Venturing into the immersive landscape of virtual reality is not just a thrilling escape; it could also serve as a groundbreaking solution for health-related issues.
Recent research suggests that delving into virtual experiences might be a key factor in preventing falls and mitigating the persistent burden of chronic pain.
A thorough investigation into the impact of at-home step exercises, infused with a gaming component, revealed notable effectiveness in preventing falls, particularly among individuals aged over 65.
The captivating and enjoyable nature of the gaming exercises not only sustained participation but also significantly diminished the risk of falls, addressing potential cognitive decline associated with ageing, as detailed in a study by Neuroscience Research Australia.
Falls are a considerable health concern for individuals over 65, impacting one in three people annually.
Daina Sturnieks, the lead author of the study, underscored the importance of balance-challenging exercises in fall prevention.
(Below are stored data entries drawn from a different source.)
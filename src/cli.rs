//! Command-line interface parsing for the Pokédex
//!
//! This module handles parsing of CLI arguments using clap and folds them
//! into a `StartupConfig` applied to the application and its configuration.

use clap::Parser;
use std::path::PathBuf;
use thiserror::Error;

/// Largest page PokéAPI serves comfortably in one request
pub const MAX_PAGE_SIZE: usize = 100;

/// Error types for CLI argument parsing
#[derive(Debug, Error)]
pub enum CliError {
    /// Page size outside 1..=100
    #[error("Invalid page size: {0}. Must be between 1 and 100")]
    InvalidPageSize(usize),

    /// Log level is not one of the tracing levels
    #[error("Invalid log level: '{0}'. Valid levels: error, warn, info, debug, trace")]
    InvalidLogLevel(String),
}

/// Pokédex - browse PokéAPI from the terminal
#[derive(Parser, Debug)]
#[command(name = "pokedex")]
#[command(about = "Browse, search and filter Pokémon from PokéAPI")]
#[command(version)]
pub struct Cli {
    /// Start in offline mode: serve cached pages only, never hit the network
    #[arg(long)]
    pub offline: bool,

    /// Pre-fill the search box
    #[arg(long, value_name = "TEXT")]
    pub search: Option<String>,

    /// Pre-select a type filter (e.g. fire, water)
    #[arg(long = "type", value_name = "TYPE")]
    pub type_name: Option<String>,

    /// Items per page (1-100)
    #[arg(long, value_name = "N")]
    pub page_size: Option<usize>,

    /// Directory for cached responses and the log file
    #[arg(long, value_name = "DIR")]
    pub cache_dir: Option<PathBuf>,

    /// Remove cached responses before starting
    #[arg(long)]
    pub clear_cache: bool,

    /// Log verbosity written to pokedex.log (error, warn, info, debug, trace)
    #[arg(long, value_name = "LEVEL")]
    pub log_level: Option<String>,
}

/// Configuration derived from CLI arguments for application startup
#[derive(Debug, Clone, Default, PartialEq)]
pub struct StartupConfig {
    /// Never consult the network
    pub force_offline: bool,
    /// Initial search text
    pub initial_query: String,
    /// Initial type filter, lowercased
    pub initial_category: Option<String>,
    /// Page size override
    pub page_size: Option<usize>,
    /// Cache directory override
    pub cache_dir: Option<PathBuf>,
    /// Wipe the cache before loading
    pub clear_cache: bool,
    /// Log level override
    pub log_level: Option<String>,
}

/// Validates a page size argument.
pub fn parse_page_size(size: usize) -> Result<usize, CliError> {
    if (1..=MAX_PAGE_SIZE).contains(&size) {
        Ok(size)
    } else {
        Err(CliError::InvalidPageSize(size))
    }
}

/// Validates a log level argument, returning it lowercased.
pub fn parse_log_level(level: &str) -> Result<String, CliError> {
    level
        .parse::<tracing::Level>()
        .map(|parsed| parsed.as_str().to_lowercase())
        .map_err(|_| CliError::InvalidLogLevel(level.to_string()))
}

impl StartupConfig {
    /// Creates a StartupConfig from parsed CLI arguments.
    ///
    /// # Returns
    /// * `Ok(StartupConfig)` with appropriate settings
    /// * `Err(CliError)` if a page size or log level is invalid
    pub fn from_cli(cli: &Cli) -> Result<Self, CliError> {
        let page_size = cli.page_size.map(parse_page_size).transpose()?;
        let log_level = cli.log_level.as_deref().map(parse_log_level).transpose()?;

        let initial_category = cli
            .type_name
            .as_deref()
            .map(|t| t.trim().to_lowercase())
            .filter(|t| !t.is_empty());

        Ok(StartupConfig {
            force_offline: cli.offline,
            initial_query: cli.search.clone().unwrap_or_default(),
            initial_category,
            page_size,
            cache_dir: cli.cache_dir.clone(),
            clear_cache: cli.clear_cache,
            log_level,
        })
    }
}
However, she acknowledged the difficulty of maintaining consistency due to the perceived monotony of traditional exercises.
“We’ve known for a long time that, if done correctly and consistently, balance-challenging exercises can prevent falls,” she said.
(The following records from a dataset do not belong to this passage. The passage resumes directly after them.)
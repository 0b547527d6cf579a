//! Help overlay showing all keybindings
//!
//! Renders a centered modal overlay with keyboard shortcuts.

use ratatui::{
    layout::{Alignment, Constraint, Direction, Layout, Rect},
    style::{Color, Modifier, Style},
    text::{Line, Span},
    widgets::{Block, Borders, Clear, Paragraph},
    Frame,
};

/// Renders the help overlay on top of the current view
pub fn render(frame: &mut Frame) {
    let area = frame.area();

    let overlay_area = centered_rect(52, 24, area);

    // Clear the area behind the overlay
    frame.render_widget(Clear, overlay_area);

    let lines = vec![
        Line::from(Span::styled(
            "Keyboard Shortcuts",
            Style::default()
                .fg(Color::Cyan)
                .add_modifier(Modifier::BOLD),
        )),
        Line::from(""),
        section("Navigation"),
        help_line("↑/k, ↓/j", "Move selection (loads more at the end)"),
        help_line("Enter", "Open Pokémon details"),
        help_line("Esc", "Go back / Quit from the list"),
        help_line("q", "Quit application"),
        Line::from(""),
        section("Filtering"),
        help_line("/", "Search by name"),
        help_line("Esc/Enter", "Stop editing the search"),
        help_line("←/h, →/l", "Previous/next type"),
        help_line("0", "Show all types"),
        Line::from(""),
        section("Other"),
        help_line("r", "Reload list / retry details"),
        help_line("?", "Toggle this help"),
        Line::from(""),
        Line::from(Span::styled(
            "Press Esc or ? to close",
            Style::default().fg(Color::DarkGray),
        )),
    ];

    let block = Block::default()
        .title(" Help ")
        .borders(Borders::ALL)
        .border_style(Style::default().fg(Color::Cyan));

    let paragraph = Paragraph::new(lines)
        .block(block)
        .alignment(Alignment::Left);

    frame.render_widget(paragraph, overlay_area);
}

fn section(title: &'static str) -> Line<'static> {
    Line::from(vec![Span::styled(
        title,
        Style::default().add_modifier(Modifier::BOLD),
    )])
}

/// Creates a help line with key and description
fn help_line(key: &str, description: &str) -> Line<'static> {
    Line::from(vec![
        Span::styled(format!("  {:<12}", key), Style::default().fg(Color::Yellow)),
        Span::raw(description.to_string()),
    ])
}

/// Helper function to create a centered rect
fn centered_rect(width: u16, height: u16, area: Rect) -> Rect {
    let vertical = Layout::default()
        .direction(Direction::Vertical)
        .constraints([
            Constraint::Length((area.height.saturating_sub(height)) / 2),
            Constraint::Length(height),
            Constraint::Length((area.height.saturating_sub(height)) / 2),
        ])
        .split(area);

    let horizontal = Layout::default()
        .direction(Direction::Horizontal)
        .constraints([
            Constraint::Length((area.width.saturating_sub(width)) / 2),
            Constraint::Length(width),
            Constraint::Length((area.width.saturating_sub(width)) / 2),
        ])
        .split(vertical[1]);

    horizontal[1]
}

#[cfg(test)]
mod tests {
    use super::*;
    use ratatui::{backend::TestBackend, Terminal};

    #[test]
    fn test_help_overlay_renders() {
        let backend = TestBackend::new(80, 30);
        let mut terminal = Terminal::new(backend).unwrap();

        terminal
            .draw(|frame| {
                render(frame);
            })
            .unwrap();

        let buffer = terminal.backend().buffer();
        let content: String = buffer.content().iter().map(|cell| cell.symbol()).collect();

        assert!(content.contains("Help"), "Should render help title");
        assert!(content.contains("Filtering"), "Should show filtering section");
        assert!(content.contains("Search by name"));
    }

    #[test]
    fn test_centered_rect_fits_small_terminal() {
        let area = Rect::new(0, 0, 40, 10);
        let rect = centered_rect(52, 24, area);
        assert!(rect.width <= area.width);
        assert!(rect.height <= area.height);
    }
}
“The problem is that often people don’t keep up with their exercises because they can get boring very quickly.”
In the experiment involving over 750 participants, those who immersed themselves in the stepping exercise game for two hours per week over a year showcased a remarkable 26 per cent reduction in the likelihood of experiencing a fall.
Beyond fall prevention, the fusion of exercise with virtual reality seems to hold promise in alleviating chronic pain. A clinical study conducted by the University of South Australia highlighted the potential of game focused workouts to render them more tolerable.
With over 3.4 million Australians grappling with chronic pain, the conventional recommendation of exercising for at least 30 minutes, three to five times a week, encounters challenges due to perceived boredom, effort requirements, and pain barriers.
Erin MacIntyre, a PhD candidate, explored the integration of virtual reality with exercise, discovering that combining an exercise bike with a virtual reality headset resulted in a 20 per cent increase in enjoyment levels and a 15 per cent longer exercise duration. By providing a distraction from the exertion of exercise, the virtual reality experience contributed to heightened enjoyment and sustained engagement.
“The challenge is that there are often barriers to exercise – many find it boring, or say that it requires too much effort, or can be painful,” MacIntyre said.
“The VR experience distracted cyclists from the exertion of exercise and made the exercise feel easier, which together contributed to increased enjoyment and engagement.”